Я подошел к ней, смущаясь тяжелого запаха, исходившего от пальто, всю зиму служившего мне одеялом, Агне встряхнула волосами, покачнулась и упала мне на грудь, тихонько хихикая. Напрасно я беспокоился — моя сестра была так пьяна, что не отличила бы миндаля от свежей рыбы, она уткнулась горячим носом в мое ухо, и я вздрогнул, вспомнив рыжую собаку Руди, с которой лет двадцать назад обнимался у этих же самых дверей. Руди вставала на задние лапы — вернее, на ту единственную, что у нее была, опиралась передними лапами о мои плечи, стараясь не поцарапать, и ловко, со вздохами и причмокиваньем, вылизывала мне лицо и шею. Мы были одного роста, но Руди была сильнее, несмотря на увечье.

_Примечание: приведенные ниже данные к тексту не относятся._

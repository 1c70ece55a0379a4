use std::collections::HashMap;

use futures_util::future::try_join3;
use serde::de::DeserializeOwned;
use serde::{Deserialize, Serialize};
use serde_json::{Map, Value};

use crate::cache::ResultCache;
use crate::config::StorePaths;
use crate::store::{RecordStore, StoreError};
use crate::utils::distance_km;

use super::photo::PhotoResolver;

pub const DEFAULT_RADIUS: f64 = 10_000.0;
pub const DEFAULT_LIMIT: usize = 20;

const DEFAULT_PET_TYPE: &str = "other";
const DEFAULT_PET_NAME: &str = "Pet";
const DEFAULT_OWNER_NAME: &str = "Pet Owner";

/// 主人的位置记录，按主人ID存储
///
/// 字段类型不对时按缺失处理，不丢弃整条记录。
#[derive(Debug, Clone, Default, Deserialize)]
#[serde(rename_all = "camelCase")]
pub struct LocationRecord {
    #[serde(default, deserialize_with = "lenient::number")]
    pub lat: Option<f64>,
    #[serde(default, deserialize_with = "lenient::number")]
    pub lng: Option<f64>,
    #[serde(default, deserialize_with = "lenient::truthy")]
    pub active: bool,
    #[serde(default, deserialize_with = "lenient::string")]
    pub active_pet_id: Option<String>,
    #[serde(default, deserialize_with = "lenient::string")]
    pub timestamp: Option<String>,
}

/// 宠物记录，按 主人ID -> 宠物ID 存储
///
/// 照片字段的格式不固定，统一保留在 `extra` 中交给 [`PhotoResolver`] 处理。
#[derive(Debug, Clone, Default, Deserialize)]
pub struct PetRecord {
    #[serde(default, deserialize_with = "lenient::string")]
    pub id: Option<String>,
    #[serde(default, deserialize_with = "lenient::string")]
    pub name: Option<String>,
    #[serde(rename = "type", default, deserialize_with = "lenient::string")]
    pub kind: Option<String>,
    #[serde(default, deserialize_with = "lenient::string")]
    pub breed: Option<String>,
    pub age: Option<Value>,
    #[serde(default, deserialize_with = "lenient::string")]
    pub gender: Option<String>,
    #[serde(default, deserialize_with = "lenient::string")]
    pub description: Option<String>,
    #[serde(flatten)]
    pub extra: Map<String, Value>,
}

#[derive(Debug, Clone, Default, Deserialize)]
#[serde(rename_all = "camelCase")]
pub struct OwnerProfile {
    #[serde(default, deserialize_with = "lenient::string")]
    pub display_name: Option<String>,
    #[serde(default, deserialize_with = "lenient::string")]
    pub first_name: Option<String>,
}

impl OwnerProfile {
    /// 优先使用 displayName，其次 firstName
    pub fn resolved_name(&self) -> Option<&str> {
        [&self.display_name, &self.first_name]
            .into_iter()
            .flatten()
            .map(|name| name.trim())
            .find(|name| !name.is_empty())
    }
}

/// 宽松的标量解码，数据库里同一字段可能被不同客户端写成不同类型
mod lenient {
    use serde::{Deserialize, Deserializer};
    use serde_json::Value;

    /// 字符串原样保留，数字和布尔转成字符串，其他类型视为缺失
    pub fn string<'de, D: Deserializer<'de>>(d: D) -> Result<Option<String>, D::Error> {
        Ok(match Value::deserialize(d)? {
            Value::String(s) => Some(s),
            Value::Number(n) => Some(n.to_string()),
            Value::Bool(b) => Some(b.to_string()),
            _ => None,
        })
    }

    /// 数字或可解析的数字字符串
    pub fn number<'de, D: Deserializer<'de>>(d: D) -> Result<Option<f64>, D::Error> {
        Ok(match Value::deserialize(d)? {
            Value::Number(n) => n.as_f64(),
            Value::String(s) => s.trim().parse().ok(),
            _ => None,
        })
    }

    /// 按 JSON 的真值语义判断：false、0、空字符串和 null 为假
    pub fn truthy<'de, D: Deserializer<'de>>(d: D) -> Result<bool, D::Error> {
        Ok(match Value::deserialize(d)? {
            Value::Null => false,
            Value::Bool(b) => b,
            Value::Number(n) => n.as_f64().is_some_and(|n| n != 0.0 && !n.is_nan()),
            Value::String(s) => !s.is_empty(),
            Value::Array(_) | Value::Object(_) => true,
        })
    }
}

#[derive(Debug, Clone, Copy, PartialEq, Serialize, Deserialize)]
pub struct Coordinates {
    pub lat: f64,
    pub lng: f64,
}

/// 返回给客户端的附近宠物
#[derive(Debug, Clone, PartialEq, Serialize, Deserialize)]
#[serde(rename_all = "camelCase")]
pub struct NearbyPet {
    pub id: String,
    pub name: String,
    #[serde(rename = "type")]
    pub kind: String,
    pub breed: Option<String>,
    pub age: Option<Value>,
    pub gender: Option<String>,
    pub description: Option<String>,
    pub owner_id: String,
    pub owner_name: String,
    /// 距离（米）
    pub distance: u64,
    pub location: Coordinates,
    pub last_active: Option<String>,
    pub profile_photo: String,
    pub photos: Vec<String>,
}

/// 经过校验的查询参数
#[derive(Debug, Clone, PartialEq)]
pub struct NearbySearch {
    pub latitude: f64,
    pub longitude: f64,
    pub radius: f64,
    pub limit: usize,
    pub include_all: bool,
}

impl NearbySearch {
    pub fn new(latitude: f64, longitude: f64) -> Self {
        Self {
            latitude,
            longitude,
            radius: DEFAULT_RADIUS,
            limit: DEFAULT_LIMIT,
            include_all: false,
        }
    }

    pub fn cache_key(&self) -> String {
        format!(
            "{}:{}:{}:{}:{}",
            self.latitude, self.longitude, self.radius, self.limit, self.include_all
        )
    }
}

/// 聚合阶段产生的候选，照片在排序截断之后才解析
#[derive(Debug, Clone)]
struct Candidate<'a> {
    pet_id: &'a str,
    pet: &'a PetRecord,
    owner_id: &'a str,
    owner_name: &'a str,
    distance: u64,
    location: Coordinates,
    last_active: Option<&'a str>,
}

pub type PetsByOwner = HashMap<String, Vec<(String, PetRecord)>>;

/// 一次查询读取到的三个数据集
#[derive(Debug, Default)]
pub struct Snapshot {
    pub locations: Vec<(String, LocationRecord)>,
    pub pets: PetsByOwner,
    pub profiles: HashMap<String, OwnerProfile>,
}

impl Snapshot {
    pub fn from_values(
        locations: Option<Value>,
        pets: Option<Value>,
        profiles: Option<Value>,
    ) -> Self {
        let pets = entries(pets)
            .into_iter()
            .map(|(owner_id, owned)| {
                let owned = decode_entries::<PetRecord>(Some(owned), "pet");
                (owner_id, owned)
            })
            .filter(|(_, owned)| !owned.is_empty())
            .collect();

        Self {
            locations: decode_entries(locations, "location"),
            pets,
            profiles: decode_entries::<OwnerProfile>(profiles, "profile")
                .into_iter()
                .collect(),
        }
    }
}

fn entries(value: Option<Value>) -> Vec<(String, Value)> {
    match value {
        Some(Value::Object(map)) => map.into_iter().collect(),
        _ => Vec::new(),
    }
}

/// 逐条解码，格式不对的记录跳过
fn decode_entries<T: DeserializeOwned>(value: Option<Value>, kind: &str) -> Vec<(String, T)> {
    entries(value)
        .into_iter()
        .filter_map(|(key, raw)| match serde_json::from_value::<T>(raw) {
            Ok(record) => Some((key, record)),
            Err(e) => {
                tracing::warn!("Skipping malformed {} record {}: {}", kind, key, e);
                None
            }
        })
        .collect()
}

Алкоголь до крайности неприятен в чужом, нелюбимом теле, хотя совершенно не мешает во всех прочих случаях, а трава и того хуже. Агне, похоже, отведала и того и другого, в ней появилась какая-то горделивая тревога, глаза у нее бегали, а подбородок норовил задраться все выше.
Я усадил сестру в кресло в столовой, быстро прошел в кабинет и открыл ящик стола, заваленный грудой нераспечатанных конвертов. Под конвертами и парой зимних номеров «Antiguidade» лежал неприкосновенный запас в шерстяном носке, об этом носке я думал с томлением шестьдесят четыре дня. Бумага пересохла — как только я поднес к ней зажигалку, она вспыхнула и разом сожгла половину джойнта.
— Я не стала разбирать почту, — заявила Агне, которой, похоже, не сиделось одной. Она стояла в дверях кабинета, прислонившись спиной к дверному косяку и сложив руки на груди. — Просто взяла всю пачку и положила тебе в стол. Наверняка это всего лишь счета. Сколько я себя помню, в этот дом приходят только счета и реклама «Todo mundo».
— Тебе не звонили из муниципалитета? — спросил я, не слишком надеясь на ответ. — Увидишь, они повесят на нас штраф за содранную печать, когда дом оформят на покупателя, и он здесь появится, чтобы выставить нас вон.
— Тут кое-кто уже появлялся, — сказала Агне, зевая и прикрывая рот рукой.
— Лилиенталь?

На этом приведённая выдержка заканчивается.